I'll correct this error in short order.

tatarize commented 4 years ago

While this might still have some issues with the unicode filename handling in Python 2. My direct tests in Python 3 show it as corrected. #84

tatarize commented 4 years ago

This is corrected in 1.4.11 and pushed to the various branches.

tatarize commented 4 years ago

@andreymal thank you for bringing this to my attention. I believe this make for two solid bugs you've caught. Thanks again.

andreymal commented 4 years ago

I am not sure which embroidery machines would accept this and which would throw a fit.

There is a photo from Tajima TFMX-C1501 embroidery machine. The encoding is obviously incorrect, but it seems it's working (click to enlarge)

tatarize commented 4 years ago

Depending on how its implemented the files should work or not work. That's what that cyrillic text encodes as if treated as ascii. This machine seems like it accepts it, but I cannot vouchsafe all machines unless only ascii is used. Stripping the text seems like the safest action, which is what was done. While it is entirely possible to read that text in alternative encodings it would require knowing what those encodings are before hand, which I don't. So it seems like this example reinforces the path I took here. Try to read it in ascii, if I can't, then ignore the header information (none of it is critical anyhow).

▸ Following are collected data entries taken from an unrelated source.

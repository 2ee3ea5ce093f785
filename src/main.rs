use std::sync::Arc;

use tokio::sync::watch;
use tracing::{error, info, warn};

use relaybot::{Communicator, Config, Runner};

const DEFAULT_CONFIG_PATH: &str = "relaybot.toml";

#[tokio::main]
async fn main() {
    let config_path = std::env::args()
        .nth(1)
        .unwrap_or_else(|| DEFAULT_CONFIG_PATH.to_string());

    let config = match Config::load(&config_path) {
        Ok(config) => config,
        Err(e) => {
            eprintln!("Failed to load {config_path}: {e}");
            eprintln!("Using default configuration.");
            Config::default()
        }
    };

    if let Err(e) = relaybot::logging::init(&config.logging) {
        eprintln!("Failed to initialize logging: {e}");
        relaybot::logging::init_console_only(&config.logging.level);
    }

    info!("relaybot starting with {}", config_path);

    let communicator = Arc::new(Communicator::new());
    let (shutdown_tx, shutdown_rx) = watch::channel(false);

    let mut handles = Vec::new();
    for (name, network) in config.networks() {
        match network {
            Ok(network) => {
                info!(
                    network = %name,
                    "Relaying {} on {}:{} as {} ({})",
                    network.channel, network.host, network.port, network.nickname, network.mode
                );
                let runner = Runner::for_network(
                    network,
                    &config,
                    Arc::clone(&communicator),
                    shutdown_rx.clone(),
                );
                handles.push(tokio::spawn(runner.run()));
            }
            Err(e) => error!(network = %name, "Skipping network: {}", e),
        }
    }

    if handles.is_empty() {
        warn!("No usable networks configured; nothing to relay");
        return;
    }

    match tokio::signal::ctrl_c().await {
        Ok(()) => {
            info!("Interrupted, disconnecting");
            let _ = shutdown_tx.send(true);
        }
        // Without a signal handler the runners simply keep going.
        Err(e) => error!("Failed to listen for shutdown signal: {}", e),
    }

    for result in futures::future::join_all(handles).await {
        if let Err(e) = result {
            error!("Runner task failed: {}", e);
        }
    }

    info!("relaybot stopped");
}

andreymal commented 4 years ago

Stripping the text seems like the safest action

It might be better to strip only text (LA), but read other ASCII-only headers (ST, CO etc). However, it’s really not critical, and personally I do not need them; this issue is resolved for me, thanks :)

tatarize commented 4 years ago

While that defect is very minor, it is a defect. I am losing information I could otherwise preserve. The defect does actually violate some of the philosophy of maximal data preservation.

I'll make a comment in the code but hold off on fixing it. And leave this open until I've gotten around to it.

Clearly I'd have to seek through the elements in binary, then try to convert each binary block into encoded text. With some various error catches there if that parsing fails. I'm not quite in the mood to instantly move on preserving data within a corrupt header that will then just be thrown away because literally it's always better to rebuild that information rather than trust it.

tatarize commented 4 years ago

Fixed the minor remaining issue. #88.